Let’s take a closer look at the sit up. The sit-up involves the hip flexor musculature to finish the movement. Since the hip flexors originate on the spine, it makes sense that sit-ups do stress the spine to some degree. Is this stress dangerous? Does this stress lead to injuries? Do the sit-up critics have a point?
The fact of the matter is, athletes and fitness trainees have been safely incorporating sit-ups and their variations for years now. This alone should make it obvious that the “sit-up alarm” may be ringing for no apparent reason. The truth is, I have never witnessed one spine get damaged at the hand of a set of sit-ups. You would suspect that after 16 plus years as a fitness professional I would have at least seen one sit-up related injury if they were so harmful.
Even after convincing trainers that sit-ups are not as dangerous as they are claimed to be, many still opt for crunches instead. Now I have nothing against the crunch but sit-ups do have some advantages over the crunch. Let’s see why.

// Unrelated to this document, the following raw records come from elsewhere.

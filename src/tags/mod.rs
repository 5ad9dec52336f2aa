/// Condition expressions over tag groups
pub mod condition;
/// Typed tag documents and their YAML form
pub mod document;
/// Per-group sampling and weight transforms
pub mod sampler;
//! Tests for embed discovery and fuzzy search

#[cfg(test)]
mod tests {
    use promptembed::io::index::{EmbedEntry, EmbedIndex, fuzzy_match, match_score};
    use std::fs;
    use tempfile::TempDir;

    fn entry(relative_path: &str) -> EmbedEntry {
        let Some(entry) = EmbedEntry::from_relative_path(relative_path) else {
            unreachable!("'{relative_path}' should be a document path");
        };
        entry
    }

    fn names(entries: &[&EmbedEntry]) -> Vec<String> {
        entries.iter().map(|e| e.name.clone()).collect()
    }

    // Tests relative paths split into name, folder and file name
    // Verified by keeping the extension in the name
    #[test]
    fn test_entry_from_relative_path() {
        assert_eq!(
            EmbedEntry::from_relative_path("hair/long/color.yml"),
            Some(EmbedEntry {
                name: "hair/long/color".to_string(),
                file_name: "color".to_string(),
                folder: "hair/long".to_string(),
                relative_path: "hair/long/color.yml".to_string(),
            })
        );
        assert_eq!(entry("mood.txt").folder, "");
        assert!(EmbedEntry::from_relative_path("notes.md").is_none());
        assert!(EmbedEntry::from_relative_path("README").is_none());
        assert!(EmbedEntry::from_relative_path("hidden/.yml").is_none());
    }

    // Tests duplicate names keep the document the store would load
    // Verified by keeping the last entry per name
    #[test]
    fn test_from_entries_dedup() {
        let index = EmbedIndex::from_entries(vec![
            entry("mood.txt"),
            entry("hair.yaml"),
            entry("mood.yml"),
            entry("hair.txt"),
        ]);

        let paths: Vec<&str> = index
            .entries()
            .iter()
            .map(|e| e.relative_path.as_str())
            .collect();
        assert_eq!(paths, vec!["hair.yaml", "mood.yml"]);
        assert_eq!(index.len(), 2);
    }

    // Tests subsequence matching
    // Verified by requiring contiguous matches
    #[test]
    fn test_fuzzy_match() {
        assert!(fuzzy_match("hair/color", "hc"));
        assert!(fuzzy_match("hair/color", ""));
        assert!(!fuzzy_match("hair/color", "ch"));
        assert!(!fuzzy_match("mood", "moods"));
    }

    // Tests scoring rewards runs, completion and prefixes
    // Verified by scoring every match equally
    #[test]
    fn test_match_score() {
        assert_eq!(match_score("abc", "abc"), 13);
        assert_eq!(match_score("xaxbxc", "abc"), 8);
        assert_eq!(match_score("abx", "abc"), 3);
        assert!(match_score("hat", "ha") > match_score("shade", "ha"));
    }

    // Tests search ordering, case folding and limits
    // Verified by sorting results by name only
    #[test]
    fn test_search() {
        let index = EmbedIndex::from_entries(vec![
            entry("shade.yml"),
            entry("hat.yml"),
            entry("hair/color.yml"),
            entry("shoes.txt"),
        ]);

        assert_eq!(names(&index.search("HA", 10)), vec!["hair/color", "hat", "shade"]);
        assert_eq!(names(&index.search("ha", 1)), vec!["hair/color"]);
        assert!(index.search("zz", 10).is_empty());
    }

    // Tests directory scanning with nested folders and foreign files
    // Verified by indexing every file regardless of extension
    #[test]
    fn test_scan_directory() {
        let Ok(dir) = TempDir::new() else {
            unreachable!("Temporary directory should be creatable");
        };
        let root = dir.path();
        assert!(fs::create_dir_all(root.join("hair")).is_ok());
        for (relative, content) in [
            ("hair/color.yml", "tagset: {}\n"),
            ("hair/color.txt", "red\n"),
            ("mood.txt", "sad\n"),
            ("notes.md", "ignored\n"),
        ] {
            assert!(fs::write(root.join(relative), content).is_ok());
        }

        let index = EmbedIndex::scan(root);
        let found: Vec<(&str, &str)> = index
            .entries()
            .iter()
            .map(|e| (e.name.as_str(), e.relative_path.as_str()))
            .collect();

        assert_eq!(
            found,
            vec![("hair/color", "hair/color.yml"), ("mood", "mood.txt")]
        );
        assert!(EmbedIndex::scan(&root.join("missing")).is_empty());
    }
}
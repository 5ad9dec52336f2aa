//! Detection of `<name>` placeholders in prompt text

use rand::Rng;
use regex::Regex;
use std::ops::Range;
use std::sync::LazyLock;
use tracing::{debug, warn};

// A name excludes `<` and `>`, so an unmatched `<` can never extend a match
// across a later placeholder.
/// Placeholder grammar: name, an optional count suffix, then an optional
/// second suffix that is accepted and ignored
const PLACEHOLDER_PATTERN: &str = r"<([\p{L}\p{N}\s/]+)(?::([\d~]+))?(?::[-\d~]+)?>";

// Pattern is a compile-time constant
#[allow(clippy::expect_used)]
static PLACEHOLDER: LazyLock<Regex> =
    LazyLock::new(|| Regex::new(PLACEHOLDER_PATTERN).expect("placeholder pattern is valid"));

/// Count suffix written after a placeholder name
#[derive(Clone, Copy, Debug, Eq, PartialEq)]
pub enum SampleCount {
    /// `<name:n>`
    Exact(usize),
    /// `<name:min~max>`, inclusive on both ends
    Range {
        /// Smallest count
        min: usize,
        /// Largest count
        max: usize,
    },
}

impl SampleCount {
    /// Draw the concrete count for one expansion
    ///
    /// Returns `None` for a reversed range.
    pub fn resolve<R: Rng + ?Sized>(self, rng: &mut R) -> Option<usize> {
        match self {
            Self::Exact(count) => Some(count),
            Self::Range { min, max } if min <= max => Some(rng.random_range(min..=max)),
            Self::Range { min, max } => {
                warn!(min, max, "Ignoring reversed sample range");
                None
            }
        }
    }
}

/// One placeholder occurrence
#[derive(Clone, Debug, Eq, PartialEq)]
pub struct Placeholder {
    /// Embed name between the angle brackets
    pub name: String,
    /// Byte offset of the opening `<`
    pub start: usize,
    /// Byte offset just past the closing `>`
    pub end: usize,
    /// Optional count suffix
    pub count: Option<SampleCount>,
}

impl Placeholder {
    /// Half-open byte span covered in the source text
    pub const fn span(&self) -> Range<usize> {
        self.start..self.end
    }
}

/// Find every placeholder in `text`, left to right
pub fn scan(text: &str) -> Vec<Placeholder> {
    PLACEHOLDER
        .captures_iter(text)
        .filter_map(|captures| {
            let whole = captures.get(0)?;
            let name = captures.get(1)?.as_str().to_string();
            let count = captures.get(2).and_then(|suffix| parse_count(suffix.as_str()));

            debug!(
                name = name.as_str(),
                start = whole.start(),
                end = whole.end(),
                ?count,
                "Detected embed placeholder"
            );

            Some(Placeholder {
                name,
                start: whole.start(),
                end: whole.end(),
                count,
            })
        })
        .collect()
}

/// Parse `n` or `min~max`; anything else, such as `1~` or `1~2~3`, is no count
fn parse_count(suffix: &str) -> Option<SampleCount> {
    let count = match suffix.split_once('~') {
        None => suffix.parse().ok().map(SampleCount::Exact),
        Some((min, max)) => min
            .parse()
            .ok()
            .zip(max.parse().ok())
            .map(|(min, max)| SampleCount::Range { min, max }),
    };

    if count.is_none() {
        warn!(suffix, "Ignoring invalid sample count");
    }
    count
}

The truth is that the abs are only responsible for the beginning portion of the movement during a sit-up. Once you are in the finished “crunch” position, the hip flexors take over to finish the top portion of the sit-up. It should be noted that although the hip flexors provide the movement in the top range, the abs are still contracting hard. This contraction prevents your back from arching and contributes to the overall ab workout.
An additional benefit of the sit-up is that it burns more calories than does the crunch. This is because the sit-up works through a greater range of motion and involves more muscle groups. It’s no secret that in order to get six pack abs you must lose your layer of belly fat. The sit-up increases your heart rate and burns more calories than crunching movements making this a very desirable “side effect”.
Although the sit up is not the greatest ab exercise, I do personally recommend sit ups from time to time to any individual who fits the “sit up” criteria. The criteria are simple: no pre-existing back problems, and a solid base of abdominal strength. Couple that with proper form, and you will not have any problems!